Una condanna netta, che mette in chiaro chi è l’aggressore chi l’aggredito. Parliamo della presa di posizione del segretario di Stato Usa Marco Rubio rispetto al massacro di centinaia civili alawiti, tra cui donne e bambini, ad opera degli islamisti fedeli al presidente ad interim siriano, Ahmed al-Sharaa, noto anche come Abu Mohammed al-Jolani, leader del gruppo jihadista Hayat Tahrir al-Sham (HTS), evoluzione di Jabhat al-Nusrah, o Fronte al-Nusra, l’ex ramo di al-Qaida in Siria.

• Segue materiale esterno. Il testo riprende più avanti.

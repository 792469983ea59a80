use serde_json::Value;

use super::types::{ExtractError, FileEntry};

/// Decode files from a `{"files": [{"path": ..., "content": ...}]}` response.
///
/// The whole text is parsed first. If that fails, the span between the first
/// `{` and the last `}` is parsed, trimming trailing characters until some
/// prefix of it is valid JSON. Elements missing `path` or `content` are
/// dropped.
pub fn extract_envelope(response: &str) -> Result<Vec<FileEntry>, ExtractError> {
    let value = parse_json_object(response).ok_or(ExtractError::Unparseable)?;

    let files = value
        .get("files")
        .and_then(Value::as_array)
        .ok_or(ExtractError::MissingFiles)?;

    Ok(files.iter().filter_map(file_entry).collect())
}

/// Parse `text` as JSON, falling back to brace trimming.
pub fn parse_json_object(text: &str) -> Option<Value> {
    if let Ok(value) = serde_json::from_str::<Value>(text.trim()) {
        if value.is_object() {
            return Some(value);
        }
    }

    let start = text.find('{')?;
    let mut end = text.rfind('}')?;
    if end < start {
        return None;
    }

    // Only candidates ending in '}' can be objects, so each step jumps back to
    // the previous closing brace.
    loop {
        let candidate = &text[start..=end];
        if let Ok(value) = serde_json::from_str::<Value>(candidate) {
            if value.is_object() {
                return Some(value);
            }
        }
        end = candidate[..candidate.len() - 1].rfind('}').map(|i| start + i)?;
    }
}

fn file_entry(value: &Value) -> Option<FileEntry> {
    let path = value.get("path")?.as_str()?;
    let content = value.get("content")?.as_str()?;
    Some(FileEntry::new(path, content))
}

Rubio condanna gli islamisti e umilia l’Ue
“Gli Stati Uniti condannano i terroristi islamisti radicali, inclusi i jihadisti stranieri, che hanno ucciso persone nella Siria occidentale negli ultimi giorni. Gli Stati Uniti sono solidali con le minoranze religiose ed etniche della Siria, comprese le comunità cristiane, druse, alawite e curde, e porgono le loro condoglianze alle vittime e alle loro famiglie. Le autorità provvisorie della Siria devono ritenere responsabili i perpetratori di questi massacri contro le comunità minoritarie della Siria” ha affermato Rubio in un comunicato stampa, dando una lezione di diplomazia alla pavida Unione europea che non ha speso una parola contro la violenza settaria degli islamisti filo-governativi.
A dirla tutta, la stessa Ue che invoca crociate democratiche contro i regimi autoritari ha fatto di peggio, diffondendo una nota stampa nella quale “condanna fermamente i recenti attacchi, presumibilmente compiuti da elementi pro-Assad, contro le forze del Governo ad interim nelle aree costiere della Siria e ogni forma di violenza contro i civili”. Un rovesciamento della realtà nella quale l’Ue condanna le vittime e non i carnefici, a proposito di “valori democratici” sbandierati a fasi alterne. Secondo l’Osservatorio Siriano per i Diritti Umani – non certo filo-Assad – negli ultimi giorni 745 civili alawiti sono stati uccisi nelle regioni costiere della Siria e nelle montagne di Latakia da forze di sicurezza governative fedeli ad Al-Jolani e da gruppi alleati, in vere e proprie esecuzioni accompagnate dal saccheggio di case e altre barbarie. In totale, da giovedì il bilancio delle vittime è salito a 1.018, tra cui 125 membri delle forze di sicurezza e 148 combattenti fedeli ad Assad.
L’Ue rovescia la realtà
I residenti dei villaggi e delle città alawite hanno riferito all’Associated Press di uccisioni durante le quali uomini armati hanno sparato agli alawiti, per lo più uomini, nelle strade o davanti alle loro case. Molte abitazioni alawite sono state saccheggiate e poi incendiate in diverse aree, secondo due testimoni della regione costiera siriana. La violenza di sabato lungo la costa siriana ha spinto il Comitato Internazionale della Croce Rossa (ICRC) a richiedere accesso sicuro per operatori sanitari e umanitari nelle zone colpite, in particolare nei governatorati di Latakia e Tartus.
Anziché prendere atto di aver preso un abbaglio nel plaudire all’ascesa dell’ex terrorista Al-Jolani, l’Ue preferisce, come abbiamo già sottolineato su InsideOver, rovesciare la realtà e ignorare ciò che sta accadendo in Siria. Un vero e proprio insulto alle vittime di queste ore e alle loro famiglie.